Only a number is wanted here: how many lines in the entries below contain the word "after".

·····

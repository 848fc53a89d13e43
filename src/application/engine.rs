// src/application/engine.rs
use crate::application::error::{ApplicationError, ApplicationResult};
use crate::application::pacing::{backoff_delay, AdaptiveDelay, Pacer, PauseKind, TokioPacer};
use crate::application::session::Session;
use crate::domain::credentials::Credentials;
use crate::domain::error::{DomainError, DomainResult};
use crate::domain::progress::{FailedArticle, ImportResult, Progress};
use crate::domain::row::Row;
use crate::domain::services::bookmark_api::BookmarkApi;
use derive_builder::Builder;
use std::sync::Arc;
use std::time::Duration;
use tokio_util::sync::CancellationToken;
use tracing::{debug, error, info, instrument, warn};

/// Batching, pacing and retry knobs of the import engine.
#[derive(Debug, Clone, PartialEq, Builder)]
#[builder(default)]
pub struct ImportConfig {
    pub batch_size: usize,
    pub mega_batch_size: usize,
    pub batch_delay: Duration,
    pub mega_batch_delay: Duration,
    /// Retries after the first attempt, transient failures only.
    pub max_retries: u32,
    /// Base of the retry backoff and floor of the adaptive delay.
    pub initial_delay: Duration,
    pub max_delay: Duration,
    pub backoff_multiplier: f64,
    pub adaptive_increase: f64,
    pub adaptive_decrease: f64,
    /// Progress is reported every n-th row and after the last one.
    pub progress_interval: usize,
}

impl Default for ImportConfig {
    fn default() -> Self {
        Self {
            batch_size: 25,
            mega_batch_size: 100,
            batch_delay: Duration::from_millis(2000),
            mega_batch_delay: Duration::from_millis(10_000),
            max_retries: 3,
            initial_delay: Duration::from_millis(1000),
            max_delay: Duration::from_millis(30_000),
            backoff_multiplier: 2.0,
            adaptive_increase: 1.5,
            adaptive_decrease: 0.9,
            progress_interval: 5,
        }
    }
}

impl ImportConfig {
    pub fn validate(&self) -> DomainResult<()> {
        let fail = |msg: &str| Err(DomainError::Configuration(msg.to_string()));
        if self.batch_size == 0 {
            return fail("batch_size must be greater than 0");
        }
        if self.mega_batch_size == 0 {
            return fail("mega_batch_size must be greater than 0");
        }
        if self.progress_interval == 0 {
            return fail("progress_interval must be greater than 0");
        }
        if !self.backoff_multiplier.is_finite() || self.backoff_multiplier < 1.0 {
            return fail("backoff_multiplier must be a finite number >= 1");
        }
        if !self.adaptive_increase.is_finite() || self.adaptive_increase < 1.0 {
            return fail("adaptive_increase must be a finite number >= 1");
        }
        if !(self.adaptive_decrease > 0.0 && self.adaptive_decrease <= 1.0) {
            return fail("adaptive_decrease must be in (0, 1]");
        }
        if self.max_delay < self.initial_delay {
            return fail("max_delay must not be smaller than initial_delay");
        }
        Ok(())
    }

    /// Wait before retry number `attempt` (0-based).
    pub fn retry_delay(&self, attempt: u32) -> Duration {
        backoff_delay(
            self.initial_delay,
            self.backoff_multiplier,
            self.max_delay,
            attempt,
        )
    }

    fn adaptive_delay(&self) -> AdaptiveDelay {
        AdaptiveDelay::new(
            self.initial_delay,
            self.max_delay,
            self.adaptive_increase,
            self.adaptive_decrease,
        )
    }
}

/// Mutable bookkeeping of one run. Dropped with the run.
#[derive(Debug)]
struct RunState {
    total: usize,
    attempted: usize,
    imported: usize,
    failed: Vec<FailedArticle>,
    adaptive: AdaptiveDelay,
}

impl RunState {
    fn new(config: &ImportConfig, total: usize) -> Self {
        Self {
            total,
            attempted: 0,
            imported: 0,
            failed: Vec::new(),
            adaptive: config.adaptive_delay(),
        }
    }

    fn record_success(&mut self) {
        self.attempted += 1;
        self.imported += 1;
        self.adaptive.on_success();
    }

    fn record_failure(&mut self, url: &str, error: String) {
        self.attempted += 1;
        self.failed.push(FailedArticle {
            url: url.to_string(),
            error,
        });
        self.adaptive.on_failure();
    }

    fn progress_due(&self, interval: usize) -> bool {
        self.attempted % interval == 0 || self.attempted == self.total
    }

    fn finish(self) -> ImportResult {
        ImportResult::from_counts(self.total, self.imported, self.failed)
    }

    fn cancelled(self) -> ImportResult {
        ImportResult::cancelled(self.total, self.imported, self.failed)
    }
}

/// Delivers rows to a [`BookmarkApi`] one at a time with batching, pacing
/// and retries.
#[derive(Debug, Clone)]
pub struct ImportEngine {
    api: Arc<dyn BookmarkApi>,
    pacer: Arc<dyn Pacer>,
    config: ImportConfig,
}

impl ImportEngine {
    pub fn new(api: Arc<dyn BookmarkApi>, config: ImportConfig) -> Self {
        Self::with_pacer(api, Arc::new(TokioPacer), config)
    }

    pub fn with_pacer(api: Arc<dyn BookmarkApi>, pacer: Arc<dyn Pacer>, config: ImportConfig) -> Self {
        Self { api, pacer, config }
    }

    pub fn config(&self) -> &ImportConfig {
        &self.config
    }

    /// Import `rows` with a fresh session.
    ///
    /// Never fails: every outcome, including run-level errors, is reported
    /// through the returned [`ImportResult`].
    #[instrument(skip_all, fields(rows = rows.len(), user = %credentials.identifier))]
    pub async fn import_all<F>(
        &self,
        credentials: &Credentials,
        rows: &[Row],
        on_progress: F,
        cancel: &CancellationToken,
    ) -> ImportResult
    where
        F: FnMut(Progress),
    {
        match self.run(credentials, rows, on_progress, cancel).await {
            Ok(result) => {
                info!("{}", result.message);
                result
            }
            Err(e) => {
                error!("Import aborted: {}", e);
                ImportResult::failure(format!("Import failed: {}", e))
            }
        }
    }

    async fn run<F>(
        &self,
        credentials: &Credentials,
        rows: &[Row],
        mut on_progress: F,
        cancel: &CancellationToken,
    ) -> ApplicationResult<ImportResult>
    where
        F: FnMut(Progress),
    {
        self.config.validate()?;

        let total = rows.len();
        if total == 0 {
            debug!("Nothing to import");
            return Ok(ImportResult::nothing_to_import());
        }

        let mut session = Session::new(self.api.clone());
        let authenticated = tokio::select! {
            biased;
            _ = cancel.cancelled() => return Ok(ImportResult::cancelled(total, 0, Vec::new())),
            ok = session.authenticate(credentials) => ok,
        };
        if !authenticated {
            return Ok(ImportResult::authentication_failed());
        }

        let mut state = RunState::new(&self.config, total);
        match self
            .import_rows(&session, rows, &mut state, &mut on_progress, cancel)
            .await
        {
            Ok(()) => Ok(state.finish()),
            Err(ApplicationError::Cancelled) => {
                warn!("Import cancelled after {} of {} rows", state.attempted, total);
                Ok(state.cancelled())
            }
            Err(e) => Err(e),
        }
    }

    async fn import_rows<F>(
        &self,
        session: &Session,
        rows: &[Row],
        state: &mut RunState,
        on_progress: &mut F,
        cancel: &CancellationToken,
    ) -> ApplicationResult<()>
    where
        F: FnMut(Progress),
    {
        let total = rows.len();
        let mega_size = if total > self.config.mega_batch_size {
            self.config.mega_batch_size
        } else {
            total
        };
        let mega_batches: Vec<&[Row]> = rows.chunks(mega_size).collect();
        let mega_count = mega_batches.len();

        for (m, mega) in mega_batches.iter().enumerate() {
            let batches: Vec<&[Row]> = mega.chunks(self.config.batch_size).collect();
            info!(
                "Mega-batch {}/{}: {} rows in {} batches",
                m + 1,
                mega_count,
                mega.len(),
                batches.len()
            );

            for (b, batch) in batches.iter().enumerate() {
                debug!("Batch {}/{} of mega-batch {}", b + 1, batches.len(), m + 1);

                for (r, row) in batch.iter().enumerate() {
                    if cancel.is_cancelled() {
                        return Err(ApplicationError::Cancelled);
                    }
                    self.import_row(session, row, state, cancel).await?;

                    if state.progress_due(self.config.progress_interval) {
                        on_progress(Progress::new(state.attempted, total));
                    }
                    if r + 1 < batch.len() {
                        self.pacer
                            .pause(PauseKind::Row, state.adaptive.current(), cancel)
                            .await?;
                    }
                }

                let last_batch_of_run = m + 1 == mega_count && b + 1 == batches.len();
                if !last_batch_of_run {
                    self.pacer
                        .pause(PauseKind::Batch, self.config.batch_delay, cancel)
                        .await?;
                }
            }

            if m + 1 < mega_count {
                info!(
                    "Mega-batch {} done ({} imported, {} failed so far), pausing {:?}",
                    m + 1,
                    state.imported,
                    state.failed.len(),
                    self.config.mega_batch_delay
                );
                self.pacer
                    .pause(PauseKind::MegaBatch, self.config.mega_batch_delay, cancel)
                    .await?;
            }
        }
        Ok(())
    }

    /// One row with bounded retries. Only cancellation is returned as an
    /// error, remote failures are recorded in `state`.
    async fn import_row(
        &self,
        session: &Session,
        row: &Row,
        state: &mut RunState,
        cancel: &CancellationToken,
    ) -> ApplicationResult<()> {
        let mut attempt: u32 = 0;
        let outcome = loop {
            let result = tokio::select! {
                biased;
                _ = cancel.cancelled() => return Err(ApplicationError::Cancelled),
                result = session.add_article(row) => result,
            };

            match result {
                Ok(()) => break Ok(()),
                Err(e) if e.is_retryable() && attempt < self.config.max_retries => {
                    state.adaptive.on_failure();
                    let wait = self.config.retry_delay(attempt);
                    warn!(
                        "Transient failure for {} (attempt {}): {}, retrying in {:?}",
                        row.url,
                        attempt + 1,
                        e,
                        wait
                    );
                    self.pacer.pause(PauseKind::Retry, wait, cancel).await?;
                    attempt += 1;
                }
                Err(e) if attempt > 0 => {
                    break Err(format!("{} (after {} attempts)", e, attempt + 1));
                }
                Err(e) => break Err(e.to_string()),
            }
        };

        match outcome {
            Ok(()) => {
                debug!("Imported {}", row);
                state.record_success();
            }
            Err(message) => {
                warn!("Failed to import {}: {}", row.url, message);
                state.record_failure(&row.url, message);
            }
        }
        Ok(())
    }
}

·····

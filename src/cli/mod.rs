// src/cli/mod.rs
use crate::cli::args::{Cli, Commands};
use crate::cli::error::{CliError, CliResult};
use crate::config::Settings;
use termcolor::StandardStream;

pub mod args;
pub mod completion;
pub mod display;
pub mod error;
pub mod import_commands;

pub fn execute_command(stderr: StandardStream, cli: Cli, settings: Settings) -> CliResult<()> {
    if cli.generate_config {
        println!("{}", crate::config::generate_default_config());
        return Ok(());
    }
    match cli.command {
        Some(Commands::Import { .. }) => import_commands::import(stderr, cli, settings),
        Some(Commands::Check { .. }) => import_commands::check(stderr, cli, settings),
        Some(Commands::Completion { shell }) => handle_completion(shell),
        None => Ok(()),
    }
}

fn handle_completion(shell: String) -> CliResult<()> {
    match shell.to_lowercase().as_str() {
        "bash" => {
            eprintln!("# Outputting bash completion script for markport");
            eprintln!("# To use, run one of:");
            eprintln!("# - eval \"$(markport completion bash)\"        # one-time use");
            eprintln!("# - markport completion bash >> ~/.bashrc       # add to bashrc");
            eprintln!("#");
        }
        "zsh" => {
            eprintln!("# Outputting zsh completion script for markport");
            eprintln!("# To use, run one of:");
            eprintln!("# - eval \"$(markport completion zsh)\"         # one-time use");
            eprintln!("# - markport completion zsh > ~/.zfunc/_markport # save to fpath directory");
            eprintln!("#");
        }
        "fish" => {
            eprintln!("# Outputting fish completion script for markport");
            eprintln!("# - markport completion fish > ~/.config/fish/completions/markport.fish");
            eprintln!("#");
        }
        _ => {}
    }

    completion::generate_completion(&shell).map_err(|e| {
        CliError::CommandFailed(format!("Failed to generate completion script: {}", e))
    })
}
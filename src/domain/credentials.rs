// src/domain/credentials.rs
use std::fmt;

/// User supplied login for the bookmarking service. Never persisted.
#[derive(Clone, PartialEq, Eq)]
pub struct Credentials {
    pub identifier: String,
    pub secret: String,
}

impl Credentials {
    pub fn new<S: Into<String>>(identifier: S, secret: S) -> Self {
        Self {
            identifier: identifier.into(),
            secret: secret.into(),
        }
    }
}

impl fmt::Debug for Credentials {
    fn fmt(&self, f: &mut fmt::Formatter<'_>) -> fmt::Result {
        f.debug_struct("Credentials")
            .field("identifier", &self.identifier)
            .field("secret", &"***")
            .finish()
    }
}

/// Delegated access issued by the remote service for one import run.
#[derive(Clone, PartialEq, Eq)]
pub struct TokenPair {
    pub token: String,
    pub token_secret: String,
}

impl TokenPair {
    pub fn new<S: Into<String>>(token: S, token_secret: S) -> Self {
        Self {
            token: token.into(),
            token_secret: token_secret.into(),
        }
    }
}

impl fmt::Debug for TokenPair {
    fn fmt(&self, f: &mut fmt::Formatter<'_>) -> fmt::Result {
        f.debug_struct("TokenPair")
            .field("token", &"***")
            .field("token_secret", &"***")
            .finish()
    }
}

·····

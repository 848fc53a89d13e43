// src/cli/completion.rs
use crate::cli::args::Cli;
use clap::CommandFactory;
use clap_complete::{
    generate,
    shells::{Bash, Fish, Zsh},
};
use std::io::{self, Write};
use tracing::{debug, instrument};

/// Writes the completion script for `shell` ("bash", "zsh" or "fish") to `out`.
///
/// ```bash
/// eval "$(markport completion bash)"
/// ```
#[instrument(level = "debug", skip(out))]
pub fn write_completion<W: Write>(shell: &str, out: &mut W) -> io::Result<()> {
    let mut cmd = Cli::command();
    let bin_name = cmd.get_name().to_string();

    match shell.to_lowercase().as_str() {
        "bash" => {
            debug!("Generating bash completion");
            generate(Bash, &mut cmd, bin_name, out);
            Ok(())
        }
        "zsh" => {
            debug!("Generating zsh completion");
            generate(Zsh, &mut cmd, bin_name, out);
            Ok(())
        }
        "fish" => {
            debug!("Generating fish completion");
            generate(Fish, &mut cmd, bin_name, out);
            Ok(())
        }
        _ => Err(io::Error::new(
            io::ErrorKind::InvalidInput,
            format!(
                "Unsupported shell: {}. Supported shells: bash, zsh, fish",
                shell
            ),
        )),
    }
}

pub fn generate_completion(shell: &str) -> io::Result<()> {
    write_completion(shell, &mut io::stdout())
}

·····

= Solution to this task =
4